Australian-born American historian (born 1953)

Benedict F. "Ben" Kiernan (born 29 January 1953) is an Australian-born American historian who is the Whitney Griswold Professor Emeritus of History, Professor of International and Area Studies and Director of the Genocide Studies Program at Yale University.

== Biography ==
Kiernan visited Cambodia in his early twenties, but left before the Khmer Rouge expelled all foreigners in 1975. Though he initially doubted the reported scale of genocide then being perpetrated in Democratic Kampuchea, he changed his mind in 1978 after beginning a series of interviews with several hundred refugees from Cambodia. He learned the Khmer language, carried out research in Cambodia and among refugees abroad, and has since written many books on the topic.

From 1980 onwards, Kiernan worked with Gregory Stanton to bring the Khmer Rouge to international justice. He obtained his PhD from Monash University in Australia in 1983, under the supervision of David P. Chandler. He joined the History Department at Yale University in 1990, and founded the Cambodian Genocide Program at the Yale Center for International and Area Studies in 1994, and the comparative Genocide Studies Program in 1998. Kiernan currently teaches history courses on Southeast Asia, the Vietnam War, and genocides through the ages.

In 1995, a Khmer Rouge court indicted, tried and sentenced Kiernan in absentia for "prosecuting and terrorizing the Cambodian resistance patriots".

== Select publications and awards ==
His 2007 book Blood and Soil: A World History of Genocide and Extermination from Sparta to Darfur (Yale University Press) received the 2008 gold medal from the US Independent Publishers Association for the best work of history published in 2007, and the German Studies Association's biennial Sybil Halpern Milton Memorial Book Prize for the best book published in 2007 or 2008 dealing with Nazi Germany and the Holocaust in its broadest context, covering the fields of history, political science, and other social sciences, literature, art, and photography.

In June 2009, the book's German translation, Erde und Blut: Völkermord und Vernichtung von der Antike bis heute, won first place in Germany's Nonfiction Book of the Month Prize (Die Sachbücher des Monats).
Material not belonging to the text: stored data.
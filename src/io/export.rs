//! Rolling CSV logs for efficacy, load, and DER rows.

use std::fs::{self, File};
use std::io::{self, Write};
use std::path::{Path, PathBuf};

use thiserror::Error;
use tracing::info;

use crate::report::{ReportRow, TimestepReport};

/// First column of every log.
pub const TIMESTAMP_COLUMN: &str = "timestamp";

#[derive(Debug, Error)]
pub enum ExportError {
    #[error("i/o error on {path}: {source}")]
    Io {
        path: PathBuf,
        #[source]
        source: io::Error,
    },

    #[error("csv error: {0}")]
    Csv(#[from] csv::Error),

    #[error("row has {actual} cells but the log has {expected} section columns")]
    ColumnMismatch { expected: usize, actual: usize },
}

/// The three per-simulation logs, kept open for appending.
///
/// Files are named `efficacy<id>.csv`, `load<id>.csv`, and `der<id>.csv`.
/// Each is truncated and given its header on creation; every appended row
/// is flushed immediately so the files can be followed while the
/// simulation runs.
pub struct CsvLogs {
    efficacy: csv::Writer<File>,
    load: csv::Writer<File>,
    der: csv::Writer<File>,
    sections: usize,
    paths: [PathBuf; 3],
}

impl CsvLogs {
    /// Creates the three logs in `dir` and writes their headers.
    ///
    /// # Arguments
    ///
    /// * `dir` - Output directory, created if missing
    /// * `simulation_id` - Suffix of the three file names
    /// * `sections` - Section column names, in order
    ///
    /// # Returns
    ///
    /// The open logs, each holding only its header.
    ///
    /// # Errors
    ///
    /// Returns an `ExportError` if the directory or a file cannot be created.
    pub fn create(dir: &Path, simulation_id: &str, sections: &[String]) -> Result<Self, ExportError> {
        fs::create_dir_all(dir).map_err(|source| ExportError::Io {
            path: dir.to_path_buf(),
            source,
        })?;

        let paths = ["efficacy", "load", "der"].map(|kind| dir.join(format!("{kind}{simulation_id}.csv")));
        let [efficacy, load, der] = [&paths[0], &paths[1], &paths[2]].map(|path| open_log(path, sections));

        let logs = Self {
            efficacy: efficacy?,
            load: load?,
            der: der?,
            sections: sections.len(),
            paths,
        };
        info!(
            dir = %dir.display(),
            %simulation_id,
            sections = logs.sections,
            "created csv logs"
        );
        Ok(logs)
    }

    /// Appends one row to each log and flushes it.
    ///
    /// All three rows are checked and rendered before any file is touched.
    ///
    /// # Errors
    ///
    /// Returns `ExportError::ColumnMismatch` if a row does not match the
    /// header, or a write error.
    pub fn append(&mut self, report: &TimestepReport) -> Result<(), ExportError> {
        for row in [&report.efficacy, &report.load, &report.der] {
            check_width(row, self.sections)?;
        }
        let [efficacy, load, der] =
            [&report.efficacy, &report.load, &report.der].map(|row| record(&report.date_time, row));
        append_record(&mut self.efficacy, &efficacy)?;
        append_record(&mut self.load, &load)?;
        append_record(&mut self.der, &der)?;
        Ok(())
    }

    /// Paths of the efficacy, load, and der logs.
    pub fn paths(&self) -> &[PathBuf; 3] {
        &self.paths
    }
}

fn open_log(path: &Path, sections: &[String]) -> Result<csv::Writer<File>, ExportError> {
    let file = File::create(path).map_err(|source| ExportError::Io {
        path: path.to_path_buf(),
        source,
    })?;
    let mut wtr = csv::WriterBuilder::new().from_writer(file);
    write_header(&mut wtr, sections)?;
    wtr.flush().map_err(|source| ExportError::Io {
        path: path.to_path_buf(),
        source,
    })?;
    Ok(wtr)
}

fn check_width(row: &ReportRow, expected: usize) -> Result<(), ExportError> {
    if row.cells.len() == expected {
        Ok(())
    } else {
        Err(ExportError::ColumnMismatch {
            expected,
            actual: row.cells.len(),
        })
    }
}

fn record(date_time: &str, row: &ReportRow) -> Vec<String> {
    let mut record = Vec::with_capacity(row.cells.len() + 1);
    record.push(date_time.to_string());
    record.extend(row.cells.iter().map(|cell| format_cell(*cell)));
    record
}

fn append_record<W: Write>(wtr: &mut csv::Writer<W>, record: &[String]) -> Result<(), ExportError> {
    wtr.write_record(record)?;
    wtr.flush().map_err(csv::Error::from)?;
    Ok(())
}

/// Writes the `timestamp,<section>...` header.
pub fn write_header<W: Write>(
    wtr: &mut csv::Writer<W>,
    sections: &[String],
) -> Result<(), ExportError> {
    wtr.write_record(std::iter::once(TIMESTAMP_COLUMN).chain(sections.iter().map(String::as_str)))?;
    Ok(())
}

/// Writes one data row.
pub fn write_row<W: Write>(
    wtr: &mut csv::Writer<W>,
    date_time: &str,
    row: &ReportRow,
) -> Result<(), ExportError> {
    wtr.write_record(record(date_time, row))?;
    Ok(())
}

/// Writes a header followed by `rows` to any writer.
///
/// # Errors
///
/// Returns an `ExportError` if a row does not match the header or writing fails.
pub fn write_rows<W: Write>(
    writer: W,
    sections: &[String],
    rows: &[(String, ReportRow)],
) -> Result<(), ExportError> {
    let mut wtr = csv::WriterBuilder::new().from_writer(writer);
    write_header(&mut wtr, sections)?;
    for (date_time, row) in rows {
        check_width(row, sections.len())?;
        write_row(&mut wtr, date_time, row)?;
    }
    wtr.flush().map_err(csv::Error::from)?;
    Ok(())
}

/// Renders a cell the way the platform's Python tooling prints floats.
///
/// Whole numbers keep a `.0` and magnitudes outside `1e-4..1e16` use an
/// exponent with a sign and at least two digits. A missing value is empty.
pub fn format_cell(cell: Option<f64>) -> String {
    cell.map(format_float).unwrap_or_default()
}

fn format_float(v: f64) -> String {
    if v.is_nan() {
        return "nan".to_string();
    }
    if v.is_infinite() {
        return if v > 0.0 { "inf" } else { "-inf" }.to_string();
    }

    // `{:e}` gives the shortest round-trip digits, e.g. `1.5e-5`.
    let scientific = format!("{v:e}");
    let (mantissa, exponent) = scientific.split_once('e').unwrap_or((scientific.as_str(), "0"));
    let exponent: i32 = exponent.parse().unwrap_or(0);

    if v != 0.0 && !(-4..16).contains(&exponent) {
        let sign = if exponent < 0 { '-' } else { '+' };
        return format!("{mantissa}e{sign}{:02}", exponent.unsigned_abs());
    }
    let plain = v.to_string();
    if plain.contains('.') { plain } else { format!("{plain}.0") }
}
== Criticism of Kiernan's scholarship ==
Kiernan's work before 1978, especially his work with the publication News from Kampuchea, was criticised as pro-Khmer Rouge when the Cambodian genocide was ongoing.

While Kiernan has become a critic of Khmer Rouge behaviour, Peter Rodman states that "When Hanoi turned publicly against Phnom Penh, it suddenly became respectable for many on the Left to "discover" the murderous qualities of the Khmer Rouge—qualities that had been obvious to unbiased observers for years. Kiernan fits this pattern nicely. His book even displays an eagerness to absolve of genocidal responsibility those members of the Khmer Rouge who defected to Hanoi and were later reinstalled in power in Phnom Penh and new-found PRK by the Vietnamese invasion of Cambodia in 1978."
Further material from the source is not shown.